Possibly even more important is the opportunity to screen new drugs quickly and efficiently and get them to market in a short amount of time. “By creating a holistic dynamic system that more realistically mimics the human physiological environment than static human cells in a dish, we can understand chemical effects on human organs as never before,” Iyer said.
In addition to successfully shrinking the organ platform, collaborators from Vanderbilt University have introduced another important innovation in the form of a highly specialized instrument called an ion mobility-mass spectrometer, which can simultaneously detect and identify different biological molecules. The spectrometer represents an unprecedented ability to interrogate the system and obtain valuable data.
With this ion mobility-mass spectrometer, the ATHENA team has been able to monitor the liver cells’ response to different dosages of a well-known liver toxin: the drug acetaminophen.
“We could actually see what the acetaminophen is doing to the liver cells,” said John Wikswo, director of the Vanderbilt Institute for Integrative Biosystems Research and Education (VIIBRE) at Vanderbilt University. “In the beginning, we saw an increase in the drug and its metabolites. Then, over the next 24 hours, we recorded a steady increase in tryptophan as acetaminophen began to interfere with normal liver metabolism. After that, we saw decreased production of bile acid, a clear indication that something was going very wrong with the liver, as expected when exposed to seriously high doses of acetaminophen, and a decreased ability to detoxify penicillin.”

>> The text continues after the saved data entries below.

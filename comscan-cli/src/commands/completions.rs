//! Shell completion generation.

use anyhow::Result;
use clap::CommandFactory;
use clap_complete::{Shell, generate};
use std::env;
use std::io;
use std::path::Path;

use crate::{Cli, CliError};

/// Generate shell completions to stdout, detecting the shell when none is given.
pub(crate) fn cmd_completions(shell: Option<Shell>) -> Result<()> {
    let shell = shell
        .or_else(detect_shell_type)
        .ok_or_else(|| {
            CliError::Usage(
                "could not detect the shell; specify one, e.g. `comscan completions bash`"
                    .to_string(),
            )
        })?;

    write_completions(shell, &mut io::stdout());
    Ok(())
}

fn write_completions(shell: Shell, out: &mut dyn io::Write) {
    let mut cmd = Cli::command();
    let name = cmd
        .get_name()
        .to_string();
    generate(shell, &mut cmd, name, out);
}

/// Detect the user's current shell from environment.
fn detect_shell_type() -> Option<Shell> {
    // Try $SHELL first (Unix)
    if let Ok(shell_path) = env::var("SHELL") {
        return shell_from_path(&shell_path);
    }

    // On Windows, try PSModulePath for PowerShell detection
    if cfg!(windows) && env::var("PSModulePath").is_ok() {
        return Some(Shell::PowerShell);
    }

    None
}

/// Parse a shell binary path into its `Shell` enum.
fn shell_from_path(shell_path: &str) -> Option<Shell> {
    let shell_name = Path::new(shell_path)
        .file_name()
        .and_then(|n| n.to_str())
        .unwrap_or("");
    match shell_name {
        "bash" => Some(Shell::Bash),
        "zsh" => Some(Shell::Zsh),
        "fish" => Some(Shell::Fish),
        "elvish" => Some(Shell::Elvish),
        "pwsh" | "powershell" | "pwsh.exe" | "powershell.exe" => Some(Shell::PowerShell),
        _ => None,
    }
}
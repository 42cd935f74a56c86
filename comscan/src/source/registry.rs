//! Read-only access to `HKEY_LOCAL_MACHINE`.

use std::io;

use log::trace;
use winreg::{
    RegKey,
    enums::{HKEY_LOCAL_MACHINE, RegType},
    types::FromRegValue,
};

use crate::{
    error::{Error, Result},
    source::{KeyLookup, RegistryReader},
};

/// Registry reader rooted at `HKEY_LOCAL_MACHINE`.
#[derive(Debug, Clone, Copy, Default)]
pub struct RegistryClient;

impl RegistryReader for RegistryClient {
    fn read_string(&self, key_path: &str, value_name: &str) -> Result<KeyLookup> {
        let key = match RegKey::predef(HKEY_LOCAL_MACHINE).open_subkey(key_path) {
            Ok(key) => key,
            Err(e) if e.kind() == io::ErrorKind::NotFound => {
                trace!("Registry key missing: {key_path}");
                return Ok(KeyLookup::KeyMissing);
            },
            Err(e) => return Err(Error::Registry(format!("open {key_path}: {e}"))),
        };

        let raw = match key.get_raw_value(value_name) {
            Ok(raw) => raw,
            Err(e) if e.kind() == io::ErrorKind::NotFound => return Ok(KeyLookup::ValueMissing),
            Err(e) => return Err(Error::Registry(format!("read {key_path}\\{value_name}: {e}"))),
        };
        if !matches!(raw.vtype, RegType::REG_SZ | RegType::REG_EXPAND_SZ) {
            trace!("{key_path}\\{value_name} is {:?}, not a string", raw.vtype);
            return Ok(KeyLookup::ValueMissing);
        }

        String::from_reg_value(&raw)
            .map(KeyLookup::Value)
            .map_err(|e| Error::Registry(format!("decode {key_path}\\{value_name}: {e}")))
    }
}

#[cfg(test)]
mod tests {
    use super::*;

    #[test]
    fn test_missing_key_is_not_an_error() {
        let lookup = RegistryClient
            .read_string(r"SYSTEM\CurrentControlSet\Enum\NOPE\comscan-missing", "FriendlyName")
            .unwrap();
        assert_eq!(lookup, KeyLookup::KeyMissing);
    }

    #[test]
    fn test_missing_value_under_existing_key() {
        let lookup = RegistryClient
            .read_string(r"SYSTEM\CurrentControlSet\Control", "comscan-missing-value")
            .unwrap();
        assert_eq!(lookup, KeyLookup::ValueMissing);
    }
}
//! Scan progress accounting.

use parking_lot::Mutex;

use crate::identifier::PortIdentifier;

/// Thread-safe counter of processed vs. total discovery targets.
///
/// Each population phase of a record signals once. A target counts as
/// processed when all phases requested for the scan have signalled for it,
/// so `processed_count` and `progress_percent` line up with whole targets
/// whether the scan runs one phase (summary) or two (summary + detailed).
#[derive(Debug)]
pub struct ProgressTracker {
    state: Mutex<ProgressState>,
}

#[derive(Debug)]
struct ProgressState {
    total_targets: usize,
    phases_per_target: usize,
    signals: usize,
    current_target: Option<PortIdentifier>,
}

impl ProgressTracker {
    /// Create a tracker for `total_targets`, each reached through
    /// `phases_per_target` population phases (at least one).
    pub fn new(total_targets: usize, phases_per_target: usize) -> Self {
        Self {
            state: Mutex::new(ProgressState {
                total_targets,
                phases_per_target: phases_per_target.max(1),
                signals: 0,
                current_target: None,
            }),
        }
    }

    /// Record that one population phase finished for `target`.
    pub fn signal(&self, target: &PortIdentifier) {
        let mut state = self.state.lock();
        let ceiling = state.total_targets * state.phases_per_target;
        if state.signals < ceiling {
            state.signals += 1;
        }
        state.current_target = Some(target.clone());
    }

    /// Number of targets discovered for this scan.
    pub fn total_targets(&self) -> usize {
        self.state.lock().total_targets
    }

    /// Number of targets whose every phase has signalled.
    pub fn processed_count(&self) -> usize {
        let state = self.state.lock();
        state.signals / state.phases_per_target
    }

    /// Target named by the most recent signal.
    pub fn current_target(&self) -> Option<PortIdentifier> {
        self.state.lock().current_target.clone()
    }

    /// Completion in percent, `0.0` when there are no targets.
    #[allow(clippy::cast_precision_loss)]
    pub fn progress_percent(&self) -> f64 {
        let state = self.state.lock();
        let steps = state.total_targets * state.phases_per_target;
        if steps == 0 {
            return 0.0;
        }
        state.signals as f64 / steps as f64 * 100.0
    }
}

#[cfg(test)]
mod tests {
    use super::*;
    use std::sync::Arc;
    use std::thread;

    #[test]
    fn test_empty_tracker_reports_zero() {
        let tracker = ProgressTracker::new(0, 1);
        assert_eq!(tracker.progress_percent(), 0.0);
        assert_eq!(tracker.processed_count(), 0);
        assert!(tracker.current_target().is_none());
    }

    #[test]
    fn test_single_phase_progress() {
        let tracker = ProgressTracker::new(4, 1);
        let port = PortIdentifier::new("COM1");

        tracker.signal(&port);
        assert_eq!(tracker.processed_count(), 1);
        assert_eq!(tracker.progress_percent(), 25.0);
        assert_eq!(tracker.current_target(), Some(port));
    }

    #[test]
    fn test_two_phase_counts_whole_targets() {
        let tracker = ProgressTracker::new(2, 2);
        let com1 = PortIdentifier::new("COM1");
        let com3 = PortIdentifier::new("COM3");

        tracker.signal(&com1);
        assert_eq!(tracker.processed_count(), 0);
        assert_eq!(tracker.progress_percent(), 25.0);

        tracker.signal(&com1);
        assert_eq!(tracker.processed_count(), 1);
        assert_eq!(tracker.progress_percent(), 50.0);

        tracker.signal(&com3);
        tracker.signal(&com3);
        assert_eq!(tracker.processed_count(), 2);
        assert_eq!(tracker.progress_percent(), 100.0);
    }

    #[test]
    fn test_extra_signals_do_not_overshoot() {
        let tracker = ProgressTracker::new(1, 1);
        let port = PortIdentifier::new("COM1");
        tracker.signal(&port);
        tracker.signal(&port);
        assert_eq!(tracker.processed_count(), 1);
        assert_eq!(tracker.progress_percent(), 100.0);
    }

    #[test]
    fn test_concurrent_signals_are_counted() {
        let tracker = Arc::new(ProgressTracker::new(64, 1));
        let workers: Vec<_> = (0..8)
            .map(|worker| {
                let tracker = Arc::clone(&tracker);
                thread::spawn(move || {
                    for i in 0..8 {
                        tracker.signal(&PortIdentifier::new(format!("COM{}", worker * 8 + i)));
                    }
                })
            })
            .collect();
        for worker in workers {
            worker.join().unwrap();
        }
        assert_eq!(tracker.processed_count(), 64);
        assert_eq!(tracker.progress_percent(), 100.0);
    }
}
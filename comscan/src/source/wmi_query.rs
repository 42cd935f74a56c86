//! WMI-backed device and driver inventory.

use log::debug;
use serde::{Deserialize, de::DeserializeOwned};
use wmi::{COMLibrary, WMIConnection};

use crate::{
    error::{Error, Result},
    source::{DeviceEntry, DeviceQuery, DriverQuery, SignedDriverEntry, SystemDriverEntry},
};

#[derive(Deserialize, Debug)]
#[serde(rename_all = "PascalCase")]
struct Win32PnPEntity {
    name: Option<String>,
    description: Option<String>,
    manufacturer: Option<String>,
    status: Option<String>,
    #[serde(rename = "DeviceID")]
    device_id: Option<String>,
    #[serde(rename = "HardwareID")]
    hardware_id: Option<Vec<String>>,
    #[serde(rename = "CompatibleID")]
    compatible_id: Option<Vec<String>>,
}

#[derive(Deserialize, Debug)]
#[serde(rename_all = "PascalCase")]
struct Win32SystemDriver {
    name: Option<String>,
    service_type: Option<String>,
    install_date: Option<String>,
    version: Option<String>,
}

#[derive(Deserialize, Debug)]
#[serde(rename_all = "PascalCase")]
struct Win32PnPSignedDriver {
    device_name: Option<String>,
    class_guid: Option<String>,
    config_manager_user_config: Option<bool>,
    config_manager_error_code: Option<u32>,
}

impl From<Win32PnPEntity> for DeviceEntry {
    fn from(row: Win32PnPEntity) -> Self {
        Self {
            name: row.name.unwrap_or_default(),
            description: row.description,
            manufacturer: row.manufacturer,
            status: row.status,
            device_id: row.device_id,
            hardware_ids: row.hardware_id.unwrap_or_default(),
            compatible_ids: row.compatible_id.unwrap_or_default(),
        }
    }
}

impl From<Win32SystemDriver> for SystemDriverEntry {
    fn from(row: Win32SystemDriver) -> Self {
        Self {
            name: row.name,
            service_type: row.service_type,
            install_date: row.install_date,
            version: row.version,
        }
    }
}

impl From<Win32PnPSignedDriver> for SignedDriverEntry {
    fn from(row: Win32PnPSignedDriver) -> Self {
        Self {
            device_name: row.device_name,
            class_guid: row.class_guid,
            config_flags: row
                .config_manager_user_config
                .map(|flag| flag.to_string()),
            problem_code: row
                .config_manager_error_code
                .map(|code| code.to_string()),
        }
    }
}

/// Queries `Win32_PnPEntity`, `Win32_SystemDriver` and `Win32_PnPSignedDriver`.
///
/// A COM library and WMI connection are opened for every query and dropped
/// when it returns.
#[derive(Debug, Clone, Copy, Default)]
pub struct WmiClient;

impl WmiClient {
    fn query<T: DeserializeOwned>(&self, wql: &str) -> Result<Vec<T>> {
        debug!("WMI query: {wql}");
        let com = COMLibrary::without_security()
            .map_err(|e| Error::Query(format!("COM initialization failed: {e}")))?;
        let connection = WMIConnection::new(com)
            .map_err(|e| Error::Query(format!("WMI connection failed: {e}")))?;
        connection
            .raw_query::<T>(wql)
            .map_err(|e| Error::Query(format!("{wql}: {e}")))
    }
}

impl DeviceQuery for WmiClient {
    fn devices_named_like(&self, fragment: &str) -> Result<Vec<DeviceEntry>> {
        let rows: Vec<Win32PnPEntity> = self.query(&format!(
            "SELECT Name, Description, Manufacturer, Status, DeviceID, HardwareID, CompatibleID \
             FROM Win32_PnPEntity WHERE Name LIKE '%{}%'",
            escape_like(fragment)
        ))?;
        Ok(rows
            .into_iter()
            .map(DeviceEntry::from)
            .collect())
    }
}

impl DriverQuery for WmiClient {
    fn system_drivers_named_like(&self, fragment: &str) -> Result<Vec<SystemDriverEntry>> {
        let rows: Vec<Win32SystemDriver> = self.query(&format!(
            "SELECT * FROM Win32_SystemDriver WHERE Name LIKE '%{}%'",
            escape_like(fragment)
        ))?;
        Ok(rows
            .into_iter()
            .map(SystemDriverEntry::from)
            .collect())
    }

    fn signed_drivers_named_like(&self, fragment: &str) -> Result<Vec<SignedDriverEntry>> {
        let rows: Vec<Win32PnPSignedDriver> = self.query(&format!(
            "SELECT * FROM Win32_PnPSignedDriver WHERE DeviceName LIKE '%{}%'",
            escape_like(fragment)
        ))?;
        Ok(rows
            .into_iter()
            .map(SignedDriverEntry::from)
            .collect())
    }
}

/// Escape a literal for use inside a quoted WQL `LIKE` pattern.
fn escape_like(fragment: &str) -> String {
    let mut escaped = String::with_capacity(fragment.len());
    for c in fragment.chars() {
        match c {
            '\\' => escaped.push_str(r"\\"),
            '\'' => escaped.push_str(r"\'"),
            '%' | '_' | '[' => {
                escaped.push('[');
                escaped.push(c);
                escaped.push(']');
            },
            _ => escaped.push(c),
        }
    }
    escaped
}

According to Iyer, this rich level of detail confirms that the ATHENA organ platform, coupled with mass spectrometry technology, can provide a more sensitive and effective method for screening both new drugs and toxic agents than is available today.
The ATHENA project is funded by the Defense Threat Reduction Agency (DTRA) and represents a five-year, $19 million multi-institutional effort. Lead scientist Iyer is directing work on the lung and kidney organs, as well as integration and validation of the organs in the perfusion platform—all of which will be executed at Los Alamos National Laboratory. The Laboratory, in collaboration with CFD Research Corporation (a technology company based in Huntsville, Alabama), will develop a blood mimic to sustain the four devices.
The Laboratory is advancing global knowledge of pharmaceutical testing—research that has infinite applications—with the science currently being conducted right here in Los Alamos.